Super-resolution microscopy ditches fluorescent tags for gentler imaging of live cells

A new super-resolution microscopy technique has allowed researchers to see features in materials and living organisms at resolutions far finer than the diffraction limit without the need for fluorescent labels. This makes it easier and less disruptive than previous techniques, and could have broad applications, especially in biochemistry.

The wave nature of light limits the resolution achievable with simple microscopes. Light radiated by two point sources in the focal plane produces an interference pattern at the detector. If two point sources are less than half the wavelength of the light apart, interference fringes merge, making the objects indistinguishable. Typically, this means that light microscopes cannot resolve detail smaller than about 200nm. Advanced techniques use various imaginative tricks to overcome the diffraction limit, but all have their drawbacks, such as requiring large amounts of light that can damage living samples.

In 2014, Eric Betzig, William Moerner and Stefan Hell shared the Nobel prize in chemistry for super-resolution microscopy that achieved resolutions down to tens of nanometres. The details of their techniques differed, but they all relied on special fluorophores in the sample whose emission was switched on and off. These have proved enormously useful, but they only work in samples that can be reliably labelled without damage. ‘What you really see is not the structure, but the label, so if your label is placed in the wrong position you will get inaccurate information,’ says Delong Zhang of Zhejiang University in China.

In the new research, Zhang and colleagues started from the label-free technique mid-infrared photothermal (MIP) imaging, which probes the response of objects to pulses of infrared radiation by studying the way they diffract continuous-wave visible light – a material’s refractive index changes when it’s heated. MIP usually has a resolution of around 300nm – around 10 times greater than traditional IR imaging simply because of visible light’s shorter wavelength – but certainly not super-resolution.

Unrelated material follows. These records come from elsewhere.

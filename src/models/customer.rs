//! Coordinates, customers, and customer lookup.

use std::collections::HashMap;

use serde::{Deserialize, Serialize};

use crate::distance::haversine;

/// A geographic position in degrees.
///
/// # Examples
///
/// ```
/// use u_tourplan::models::Coordinate;
///
/// let berlin = Coordinate::new(52.5200, 13.4050);
/// let potsdam = Coordinate::new(52.3906, 13.0645);
/// let d = berlin.distance_to(&potsdam);
/// assert!(d > 26.0 && d < 28.0);
/// ```
#[derive(Debug, Clone, Copy, PartialEq, Serialize, Deserialize)]
pub struct Coordinate {
    /// Latitude in degrees, `-90..=90`.
    pub latitude: f64,
    /// Longitude in degrees, `-180..=180`.
    pub longitude: f64,
}

impl Coordinate {
    /// Creates a coordinate from latitude and longitude in degrees.
    pub fn new(latitude: f64, longitude: f64) -> Self {
        Self {
            latitude,
            longitude,
        }
    }

    /// Returns `true` if both components are finite and within range.
    pub fn is_valid(&self) -> bool {
        self.latitude.is_finite()
            && self.longitude.is_finite()
            && (-90.0..=90.0).contains(&self.latitude)
            && (-180.0..=180.0).contains(&self.longitude)
    }

    /// Great-circle distance to another coordinate in kilometers.
    pub fn distance_to(&self, other: &Coordinate) -> f64 {
        haversine(*self, *other)
    }
}

/// A delivery customer.
///
/// Coordinates are optional; planners substitute a configured fallback
/// position when they are missing.
///
/// # Examples
///
/// ```
/// use u_tourplan::models::{Coordinate, Customer};
///
/// let c = Customer::new("c1", "Bakery").with_location(Coordinate::new(52.5, 13.4));
/// assert_eq!(c.id(), "c1");
/// assert!(c.location().is_some());
/// assert!(Customer::new("c2", "Kiosk").location().is_none());
/// ```
#[derive(Debug, Clone, PartialEq, Serialize, Deserialize)]
#[serde(rename_all = "camelCase")]
pub struct Customer {
    id: String,
    #[serde(default)]
    name: String,
    #[serde(default, skip_serializing_if = "Option::is_none")]
    latitude: Option<f64>,
    #[serde(default, skip_serializing_if = "Option::is_none")]
    longitude: Option<f64>,
}

impl Customer {
    /// Creates a customer without coordinates.
    pub fn new(id: impl Into<String>, name: impl Into<String>) -> Self {
        Self {
            id: id.into(),
            name: name.into(),
            latitude: None,
            longitude: None,
        }
    }

    /// Sets the customer's position.
    pub fn with_location(mut self, location: Coordinate) -> Self {
        self.latitude = Some(location.latitude);
        self.longitude = Some(location.longitude);
        self
    }

    /// Customer ID.
    pub fn id(&self) -> &str {
        &self.id
    }

    /// Display name.
    pub fn name(&self) -> &str {
        &self.name
    }

    /// Position, if both latitude and longitude are known.
    pub fn location(&self) -> Option<Coordinate> {
        match (self.latitude, self.longitude) {
            (Some(lat), Some(lon)) => Some(Coordinate::new(lat, lon)),
            _ => None,
        }
    }
}

/// Customer lookup by id.
///
/// Orders hold only a customer id; positions are resolved here at planning
/// time so that edits to a customer are always seen by the next run.
#[derive(Debug, Clone, Default)]
pub struct CustomerDirectory {
    customers: HashMap<String, Customer>,
}

impl CustomerDirectory {
    /// Creates an empty directory.
    pub fn new() -> Self {
        Self::default()
    }

    /// Adds or replaces a customer.
    pub fn insert(&mut self, customer: Customer) {
        self.customers.insert(customer.id.clone(), customer);
    }

    /// Returns the customer with the given id.
    pub fn get(&self, id: &str) -> Option<&Customer> {
        self.customers.get(id)
    }

    /// Returns the customer's position, if the customer exists and has one.
    pub fn locate(&self, id: &str) -> Option<Coordinate> {
        self.get(id).and_then(Customer::location)
    }

    /// Number of customers.
    pub fn len(&self) -> usize {
        self.customers.len()
    }

    /// Returns `true` if the directory is empty.
    pub fn is_empty(&self) -> bool {
        self.customers.is_empty()
    }

    /// Iterates over all customers in arbitrary order.
    pub fn iter(&self) -> impl Iterator<Item = &Customer> {
        self.customers.values()
    }
}

impl FromIterator<Customer> for CustomerDirectory {
    fn from_iter<I: IntoIterator<Item = Customer>>(iter: I) -> Self {
        let mut dir = Self::new();
        for c in iter {
            dir.insert(c);
        }
        dir
    }
}

#[cfg(test)]
mod tests {
    use super::*;

    #[test]
    fn test_coordinate_valid() {
        assert!(Coordinate::new(52.52, 13.405).is_valid());
        assert!(Coordinate::new(-90.0, 180.0).is_valid());
        assert!(!Coordinate::new(91.0, 0.0).is_valid());
        assert!(!Coordinate::new(0.0, -180.5).is_valid());
        assert!(!Coordinate::new(f64::NAN, 0.0).is_valid());
    }

    #[test]
    fn test_coordinate_distance_zero() {
        let a = Coordinate::new(48.0, 11.0);
        assert!(a.distance_to(&a).abs() < 1e-12);
    }

    #[test]
    fn test_customer_partial_location() {
        let c: Customer =
            serde_json::from_str(r#"{"id":"c1","name":"x","latitude":52.0}"#).expect("valid");
        assert!(c.location().is_none());
    }

    #[test]
    fn test_directory_locate() {
        let dir: CustomerDirectory = vec![
            Customer::new("a", "A").with_location(Coordinate::new(1.0, 2.0)),
            Customer::new("b", "B"),
        ]
        .into_iter()
        .collect();
        assert_eq!(dir.len(), 2);
        assert_eq!(dir.locate("a"), Some(Coordinate::new(1.0, 2.0)));
        assert_eq!(dir.locate("b"), None);
        assert_eq!(dir.locate("zzz"), None);
    }

    #[test]
    fn test_directory_insert_replaces() {
        let mut dir = CustomerDirectory::new();
        dir.insert(Customer::new("a", "Old"));
        dir.insert(Customer::new("a", "New"));
        assert_eq!(dir.len(), 1);
        assert_eq!(dir.get("a").map(Customer::name), Some("New"));
    }
}
//! Error types.
//!
//! Only malformed input is an error. Business outcomes such as empty input or
//! orders that fit no vehicle are reported as [`Diagnostic`](crate::planner::Diagnostic)s.

use thiserror::Error;

use crate::models::TourStatus;

/// Input that cannot be planned.
#[derive(Debug, Error)]
pub enum ValidationError {
    /// A vehicle with zero capacity.
    #[error("vehicle `{vehicle_id}` has zero capacity")]
    ZeroCapacity {
        /// Offending vehicle.
        vehicle_id: String,
    },
    /// An order that carries no containers.
    #[error("order `{order_id}` has zero containers")]
    ZeroContainers {
        /// Offending order.
        order_id: String,
    },
    /// Latitude/longitude outside the valid range or not finite.
    #[error("invalid coordinate for {context}: ({latitude}, {longitude})")]
    InvalidCoordinate {
        /// Where the coordinate came from (depot, customer id, fallback).
        context: String,
        /// Latitude in degrees.
        latitude: f64,
        /// Longitude in degrees.
        longitude: f64,
    },
    /// The same order id appears twice.
    #[error("duplicate order id `{0}`")]
    DuplicateOrder(String),
    /// The same vehicle id appears twice.
    #[error("duplicate vehicle id `{0}`")]
    DuplicateVehicle(String),
    /// Average speed must be strictly positive.
    #[error("average speed must be positive, got {0} km/h")]
    NonPositiveSpeed(f64),
    /// Overload factor must be at least 1.0.
    #[error("overload factor must be >= 1.0, got {0}")]
    InvalidOverloadFactor(f64),
    /// Durations in settings must be finite and non-negative.
    #[error("setting `{name}` must be finite and non-negative, got {value}")]
    InvalidSetting {
        /// Setting name.
        name: &'static str,
        /// Rejected value.
        value: f64,
    },
    /// Request or configuration could not be parsed.
    #[error("malformed JSON: {0}")]
    Json(#[from] serde_json::Error),
}

/// A tour status change that the lifecycle does not allow.
#[derive(Debug, Clone, Copy, PartialEq, Eq, Error)]
#[error("tour cannot move from {from:?} to {to:?}")]
pub struct TransitionError {
    /// Current status.
    pub from: TourStatus,
    /// Requested status.
    pub to: TourStatus,
}
//! Depot and handling-time settings.

use chrono::NaiveTime;
use serde::{Deserialize, Serialize};

use super::Coordinate;

/// The start and end point of every tour.
#[derive(Debug, Clone, PartialEq, Serialize, Deserialize)]
#[serde(rename_all = "camelCase")]
pub struct Depot {
    /// Display name.
    #[serde(default)]
    pub name: String,
    /// Latitude in degrees.
    pub latitude: f64,
    /// Longitude in degrees.
    pub longitude: f64,
}

impl Depot {
    /// Creates an unnamed depot at the given position.
    pub fn at(location: Coordinate) -> Self {
        Self {
            name: String::new(),
            latitude: location.latitude,
            longitude: location.longitude,
        }
    }

    /// Depot position.
    pub fn location(&self) -> Coordinate {
        Coordinate::new(self.latitude, self.longitude)
    }
}

/// Daily working window used to estimate arrival times.
#[derive(Debug, Clone, Copy, PartialEq, Eq, Serialize, Deserialize)]
pub struct WorkingHours {
    /// Departure from the depot.
    pub start: NaiveTime,
    /// End of the working day.
    pub end: NaiveTime,
}

/// Planning settings supplied by the surrounding application.
///
/// Only tour statistics read the handling times; sequencing uses the depot
/// position alone.
///
/// # Examples
///
/// ```
/// use u_tourplan::models::{Coordinate, Settings};
///
/// let s = Settings::new(Coordinate::new(52.52, 13.405));
/// assert_eq!(s.stop_duration_minutes, 15.0);
/// assert_eq!(s.container_handling_minutes, 5.0);
/// ```
#[derive(Debug, Clone, PartialEq, Serialize, Deserialize)]
#[serde(rename_all = "camelCase")]
pub struct Settings {
    /// Depot all tours start from and return to.
    pub depot: Depot,
    /// Fixed minutes spent at each stop.
    #[serde(default = "default_stop_duration", alias = "stopDuration")]
    pub stop_duration_minutes: f64,
    /// Minutes spent per container unloaded.
    #[serde(default = "default_container_handling", alias = "containerHandlingTime")]
    pub container_handling_minutes: f64,
    /// Working window; enables per-stop arrival estimates.
    #[serde(default, skip_serializing_if = "Option::is_none")]
    pub working_hours: Option<WorkingHours>,
    /// Tours longer than this are reported.
    #[serde(default, alias = "maxTourDuration", skip_serializing_if = "Option::is_none")]
    pub max_tour_duration_hours: Option<f64>,
}

fn default_stop_duration() -> f64 {
    15.0
}

fn default_container_handling() -> f64 {
    5.0
}

impl Settings {
    /// Creates settings with default handling times for the given depot.
    pub fn new(depot: Coordinate) -> Self {
        Self {
            depot: Depot::at(depot),
            stop_duration_minutes: default_stop_duration(),
            container_handling_minutes: default_container_handling(),
            working_hours: None,
            max_tour_duration_hours: None,
        }
    }

    /// Sets the per-stop and per-container handling minutes.
    pub fn with_handling(mut self, stop_minutes: f64, container_minutes: f64) -> Self {
        self.stop_duration_minutes = stop_minutes;
        self.container_handling_minutes = container_minutes;
        self
    }

    /// Sets the working window.
    pub fn with_working_hours(mut self, start: NaiveTime, end: NaiveTime) -> Self {
        self.working_hours = Some(WorkingHours { start, end });
        self
    }

    /// Sets the maximum tour duration in hours.
    pub fn with_max_tour_duration(mut self, hours: f64) -> Self {
        self.max_tour_duration_hours = Some(hours);
        self
    }
}
impl Walk {
    fn check<K: Ord + Debug, V>(
        &mut self,
        node: &BNode<K, V>,
        depth: usize,
        lower: Option<&K>,
        upper: Option<&K>,
    ) -> Result<(), InvariantError> {
        self.nodes += 1;
        self.entries += node.entries.len();

        let keys = node.entries.len();
        let max = self.order - 1;
        let min = if depth == 0 { 0 } else { min_keys(self.order) };
        if keys < min || keys > max || (depth == 0 && keys == 0 && !node.is_leaf()) {
            return Err(InvariantError::Occupancy { keys, min, max });
        }

        let mut prev = lower;
        for (k, _) in &node.entries {
            if prev.is_some_and(|p| p >= k) {
                return Err(InvariantError::OutOfOrder {
                    key: format!("{k:?}"),
                });
            }
            prev = Some(k);
        }
        if let (Some(last), Some(hi)) = (prev, upper) {
            if last >= hi {
                return Err(InvariantError::OutOfOrder {
                    key: format!("{last:?}"),
                });
            }
        }

        if node.is_leaf() {
            match self.leaf_depth {
                None => self.leaf_depth = Some(depth),
                Some(first) if first != depth => {
                    return Err(InvariantError::UnevenLeaves { first, other: depth });
                }
                Some(_) => {}
            }
            return Ok(());
        }

        if node.children.len() != keys + 1 {
            return Err(InvariantError::ChildCount {
                keys,
                children: node.children.len(),
            });
        }

        for (i, child) in node.children.iter().enumerate() {
            let lo = if i == 0 { lower } else { Some(&node.entries[i - 1].0) };
            let hi = node.entries.get(i).map(|(k, _)| k).or(upper);
            self.check(child, depth + 1, lo, hi)?;
        }
        Ok(())
    }
}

The researchers noted that, as expected, pumping an object with a pulsed IR laser produced modulations of the frequency of the probe laser with the same interval. These modulations were not simply sinusoidal oscillations, however: there were several high-frequency harmonics of the fundamental frequency. ‘It was something of an accidental discovery,’ says Zhang, ‘because I was thinking that … if we added these different harmonic orders together maybe we could increase the signal-to-noise ratio, but then I saw that the different harmonic orders looked different, so I was thinking “What is going on?”.’ The answer turned out to be that, as the object is not uniform but instead has a detailed internal structure, the pump pulse modulates the refractive index experienced by the probe laser in a complex, spatially-dependent way. Combining the effects of multiple harmonics of the fundamental modulation frequency therefore allows the researchers to perform super-resolution observations of the internal structure of the object.

In one demonstration, they examined features only 86nm in size in living yeast cells. The researchers call the technique photothermal relaxation localisation or Pearl microscopy.

‘I think it’s a really cool paper,’ says microscopist Eric Potma of the University of California, Irvine in the US. Photothermal imaging has proved extremely useful for imaging biological samples since its introduction around 10 years ago, he says. ‘This is done in such a simple and elegant way that … you don’t have to change your hardware, your microscope, even in principle the software – you just have to make sure your lock-in amplifier can handle higher harmonics. With the flip of a switch you should be able to identify biologically meaningful features that previously remained hidden with existing implementations of photothermal IR microscopy.’